> [WHAT IS NEEDED]:
Copy out all the lines in the records that include the word "output".

+ + + +

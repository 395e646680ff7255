//! Notification display formatting

use crate::services::{Notification, Severity};

/// Format notifications one per line, with a severity prefix
pub fn format_notification_list(notifications: &[Notification], colored: bool) -> String {
    if notifications.is_empty() {
        return "No notifications.".to_string();
    }

    let mut output = String::new();
    for notification in notifications {
        let prefix = format!("[{}]", notification.severity.title());
        if colored {
            output.push_str(&format!(
                "{}{:<9}\x1b[0m {}\n",
                color_code(notification.severity),
                prefix,
                notification.message
            ));
        } else {
            output.push_str(&format!("{:<9} {}\n", prefix, notification.message));
        }
    }
    output
}

fn color_code(severity: Severity) -> &'static str {
    match severity {
        Severity::Info => "\x1b[36m",
        Severity::Success => "\x1b[32m",
        Severity::Warning => "\x1b[33m",
        Severity::Error => "\x1b[31m",
    }
}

+ + + +

> [EXERCISE RESPONSE]:
    let mut output = String::new();
            output.push_str(&format!(
            output.push_str(&format!("{:<9} {}\n", prefix, notification.message));
    output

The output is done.